Siempre a volandas del humor ligero para expresar ideas trascendentes, Max es una figura capital. Ha realizado portadas para la revista "The New Yorker" (USA), diseños para un reloj Swatch (1997), colabora con músicos como Radio Futura, Pascal Comelade o Los Planetas, su trabajo como ilustrador de libros infantiles le ha valido el Premio Nacional de Ilustración del libro infantil y juvenil en 1997, ha expuesto cómic en ARCO. Y ahora entrega una obra dedicada a El Bosco, que edita el Museo del Prado como parte del rico programa que acompaña a la exposición en torno a "El Bosco.

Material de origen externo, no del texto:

//! Report renderers - console text, HTML, JSON and JUnit XML

mod console;
mod html;
mod json;
mod junit;

use std::path::Path;
use tracing::info;

pub use console::{ConsoleReporter, TracebackStyle};
pub use html::to_html;
pub use json::{to_json, to_json_value};
pub use junit::to_junit;

use crate::domain::evaluation::EvaluationRun;
use crate::domain::DomainError;

/// File report formats
#[derive(Debug, Clone, Copy, PartialEq, Eq)]
pub enum ReportFormat {
    Html,
    Json,
    JunitXml,
}

impl ReportFormat {
    pub fn as_str(&self) -> &'static str {
        match self {
            ReportFormat::Html => "html",
            ReportFormat::Json => "json",
            ReportFormat::JunitXml => "junit-xml",
        }
    }

    pub fn render(&self, run: &EvaluationRun) -> Result<String, DomainError> {
        match self {
            ReportFormat::Html => Ok(to_html(run)),
            ReportFormat::Json => to_json(run),
            ReportFormat::JunitXml => Ok(to_junit(run)),
        }
    }
}

/// Render a report and write it to `path`, creating parent directories
pub fn write_report(
    format: ReportFormat,
    run: &EvaluationRun,
    path: impl AsRef<Path>,
) -> Result<(), DomainError> {
    let path = path.as_ref();
    let content = format.render(run)?;

    if let Some(parent) = path.parent().filter(|p| !p.as_os_str().is_empty()) {
        std::fs::create_dir_all(parent).map_err(|e| {
            DomainError::report(format!("Failed to create {}: {}", parent.display(), e))
        })?;
    }

    std::fs::write(path, content).map_err(|e| {
        DomainError::report(format!(
            "Failed to write {} report to {}: {}",
            format.as_str(),
            path.display(),
            e
        ))
    })?;

    info!(format = format.as_str(), path = %path.display(), "Report written");
    Ok(())
}

/// Escape text for XML and HTML attribute or element content. Characters
/// XML 1.0 cannot carry become U+FFFD.
fn escape(input: &str) -> String {
    let mut out = String::with_capacity(input.len());
    for c in input.chars() {
        match c {
            '&' => out.push_str("&amp;"),
            '<' => out.push_str("&lt;"),
            '>' => out.push_str("&gt;"),
            '"' => out.push_str("&quot;"),
            '\'' => out.push_str("&apos;"),
            '\t' | '\n' | '\r' => out.push(c),
            c if c < '\u{20}' || c == '\u{FFFE}' || c == '\u{FFFF}' => {
                out.push(char::REPLACEMENT_CHARACTER)
            }
            c => out.push(c),
        }
    }
    out
}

La exposición del V centenario".

Hay que destacar el hecho en sí, en primer lugar, pues no es anecdótico. Una entidad cultural del orden del Museo Nacional del Prado, y siguiendo la estela del Louvre y su colección de cómics sobre sus fondos (con aportaciones del calibre de Enki Bilal o Jirô Taniguchi) se decide a reivindicar su patrimonio a través de la novela gráfica. Es una apuesta impensable antes de "los tiempos de la novela gráfica", pero hoy el cómic ya no se asocia a productos de consumo rápido y centrado en un lector muy determinado. Se ha consolidado como parte de la oferta cultural global y así el Museo ha optado por asociar a un gran nombre de la pintura, un gran nombre de las viñetas.

Estética sobria

Y Max acepta el reto y entrega un trabajo plenamente personal, donde los universos morales pero arcanos del pintor encuentran acomodo en la estética esencial, sobria, del autor de "Diálogo y alucinación del gigante Blanco". Y el discurso de El Bosco se acomoda perfectamente a los universos fantásticos de Max, cercanos a lo mítico y lo oculto, al rasgado del velo que es nuestra realidad como forma más eficaz de entender esa misma realidad.

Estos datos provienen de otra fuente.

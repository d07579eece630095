use std::sync::Arc;
use std::sync::atomic::{AtomicBool, Ordering};
use tokio::signal;
use tokio::sync::broadcast;
use tracing::{error, info};

/// Coordinates graceful shutdown across the server and its cleanup task.
///
/// The first SIGINT/SIGTERM flips the shutdown flag and notifies every
/// subscriber. Later signals are ignored.
#[derive(Clone)]
pub struct ShutdownCoordinator {
    tx: broadcast::Sender<()>,
    shutdown_initiated: Arc<AtomicBool>,
}

impl ShutdownCoordinator {
    /// Returns the coordinator and a receiver for shutdown notifications.
    pub fn new() -> (Self, broadcast::Receiver<()>) {
        let (tx, rx) = broadcast::channel(1);
        let coordinator = Self {
            tx,
            shutdown_initiated: Arc::new(AtomicBool::new(false)),
        };
        (coordinator, rx)
    }

    pub fn subscribe(&self) -> broadcast::Receiver<()> {
        self.tx.subscribe()
    }

    pub fn is_shutting_down(&self) -> bool {
        self.shutdown_initiated.load(Ordering::Relaxed)
    }

    /// Initiate shutdown and notify all subscribers. Idempotent.
    pub fn shutdown(&self) {
        if self
            .shutdown_initiated
            .compare_exchange(false, true, Ordering::SeqCst, Ordering::SeqCst)
            .is_ok()
        {
            info!("Initiating graceful shutdown");
            let _ = self.tx.send(());
        }
    }

    /// Resolve once shutdown was triggered, by a signal or by [`Self::shutdown`].
    pub async fn wait_for_signal(&self) {
        let mut rx = self.subscribe();
        if self.is_shutting_down() {
            return;
        }

        tokio::select! {
            _ = shutdown_signal() => self.shutdown(),
            _ = rx.recv() => {},
        }
    }
}

impl Default for ShutdownCoordinator {
    fn default() -> Self {
        Self::new().0
    }
}

/// Resolves on SIGINT (Ctrl+C) or SIGTERM.
///
/// A handler that fails to install is logged and never fires.
pub async fn shutdown_signal() {
    let ctrl_c = async {
        if let Err(e) = signal::ctrl_c().await {
            error!("Failed to install Ctrl+C handler: {}", e);
            std::future::pending::<()>().await;
        }
    };

    #[cfg(unix)]
    let terminate = async {
        match signal::unix::signal(signal::unix::SignalKind::terminate()) {
            Ok(mut sigterm) => {
                sigterm.recv().await;
            }
            Err(e) => {
                error!("Failed to install SIGTERM handler: {}", e);
                std::future::pending::<()>().await;
            }
        }
    };

    #[cfg(not(unix))]
    let terminate = std::future::pending::<()>();

    tokio::select! {
        _ = ctrl_c => {
            info!("Received SIGINT (Ctrl+C), shutting down gracefully");
        },
        _ = terminate => {
            info!("Received SIGTERM, shutting down gracefully");
        },
    }
}

#[cfg(test)]
mod tests {
    use super::*;
    use std::time::Duration;

    #[tokio::test]
    async fn test_shutdown_notifies_subscribers_once() {
        let (coordinator, mut rx) = ShutdownCoordinator::new();
        assert!(!coordinator.is_shutting_down());

        coordinator.shutdown();
        coordinator.shutdown();

        assert!(coordinator.is_shutting_down());
        assert!(rx.recv().await.is_ok());
        assert!(rx.try_recv().is_err());
    }

    #[tokio::test]
    async fn test_wait_for_signal_returns_after_manual_shutdown() {
        let coordinator = ShutdownCoordinator::default();
        let waiter = coordinator.clone();
        let handle = tokio::spawn(async move { waiter.wait_for_signal().await });

        tokio::time::sleep(Duration::from_millis(10)).await;
        coordinator.shutdown();

        tokio::time::timeout(Duration::from_secs(1), handle)
            .await
            .expect("wait_for_signal should resolve")
            .unwrap();
    }
}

"El tríptico de los encantados (una pantomima bosquiana)" comulga con las señas más reconocidas de su autor: su narrativa domina una ligereza aparente desde la que se plantea cuestiones hondas, se alimenta de un humor entre sutil y provocador, aporta imágenes de belleza métrica y rítmica, equilibra el bitono en páginas de gran belleza, construye ausencias, plasma espacios de vacío para experimentar la lectura reposada, y por descontado entrega escenas, estampas y secuencias impregnadas de una belleza poderosa, la de una estética ya reconocible, "Maxiana", pero que no pierde fuerza, toque ni magia.

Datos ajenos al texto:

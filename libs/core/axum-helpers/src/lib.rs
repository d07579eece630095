//! # Axum Helpers
//!
//! Shared building blocks for the HTTP services in this workspace.
//!
//! ## Modules
//!
//! - **[`server`]**: router assembly with OpenAPI docs, health checks, graceful shutdown
//! - **[`http`]**: CORS and security-header middleware
//! - **[`errors`]**: [`AppError`] and the structured [`ErrorResponse`] body
//! - **[`extractors`]**: [`IdPath`], [`ValidatedJson`] and [`ValidatedQuery`]
//!
//! ## Quick Start
//!
//! ```ignore
//! use axum::Router;
//! use axum_helpers::server::{create_production_app, create_router};
//! use core_config::server::ServerConfig;
//! use utoipa::OpenApi;
//!
//! #[derive(OpenApi)]
//! #[openapi(paths())]
//! struct ApiDoc;
//!
//! let router = create_router::<ApiDoc>(Router::new()).await?;
//! create_production_app(router, &ServerConfig::default(), Duration::from_secs(30), async {}).await?;
//! ```

pub mod errors;
pub mod extractors;
pub mod http;
pub mod server;

pub use server::{
    HealthCheckFuture, HealthResponse, ShutdownCoordinator, build_router,
    create_production_app, create_router, health_router, run_health_checks, shutdown_signal,
};

pub use http::{create_cors_layer, create_permissive_cors_layer, security_headers};

pub use errors::{AppError, ErrorCode, ErrorResponse};

pub use extractors::{IdPath, ValidatedJson, ValidatedQuery};
//! Products API - REST server

use axum_helpers::server::{create_production_app, create_router, health_router};
use config::{Config, StoreBackend};
use core_config::tracing::{init_tracing, install_color_eyre};
use database::postgres;
use state::AppState;
use std::time::Duration;
use tracing::{error, info, warn};

mod api;
mod config;
mod openapi;
mod state;

#[tokio::main]
async fn main() -> eyre::Result<()> {
    install_color_eyre();

    let config = Config::from_env()?;
    init_tracing(&config.environment);

    let db = match &config.store {
        StoreBackend::Postgres(pg) => {
            info!("Connecting to PostgreSQL");
            let db = postgres::connect_from_config_with_retry(pg.clone(), None).await?;
            info!("Successfully connected to PostgreSQL");
            Some(db)
        }
        StoreBackend::Memory => {
            warn!("Using the in-memory product store, data is lost on restart");
            None
        }
    };

    let state = AppState { db };

    api::products::ensure_schema(&state).await?;

    let router = create_router::<openapi::ApiDoc>(api::routes(&state)).await?;
    let app = router.merge(health_router(config.app));

    info!(
        "Starting {} v{} on port {}",
        config.app.name, config.app.version, config.server.port
    );

    create_production_app(app, &config.server, Duration::from_secs(30), async move {
        if let Some(db) = state.db {
            info!("Shutting down: closing PostgreSQL pool");
            match db.close().await {
                Ok(()) => info!("PostgreSQL pool closed"),
                Err(e) => error!("Error closing PostgreSQL pool: {}", e),
            }
        }
    })
    .await
    .map_err(|e| eyre::eyre!("Server error: {}", e))?;

    info!("Products API shutdown complete");
    Ok(())
}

Quizá se pueda decir que a estas alturas de la carrera del autor de "Oh, diabólica ficción" estas características se presuponen a su trabajo. Que Max hoy por hoy ofrece una incuestionable altura, una experiencia lectora siempre sublime. Pero además tenemos, por supuesto, el excitante juego de espejos entre dos creadores antitéticos pero con indudable encaje. Un Bosco recargado, exuberante, delirante y hermético, reflejado en los haikus gráficos que son los dibujos de Max, donde llegar a la esencia más depurada lo es todo. Y nos cabe también regodearnos en cómo reescribe el dibujante historias que los cuadros del pintor sugieren. Max se centra en tres, sitos evidentemente en el Museo del Prado: "Extracción de la piedra de la locura", "Las tentaciones de san Antonio Abad" y "El jardín de las delicias". Hay otras obras que soportan la ficción de Max, en forma de pequeños detalles esparcidos por el libro (de excelente factura, por cierto), pero dejaremos que el lector las descubra por sí mismo.

Garantizo que tras la lectura a uno le quedan "ganas de Bosco".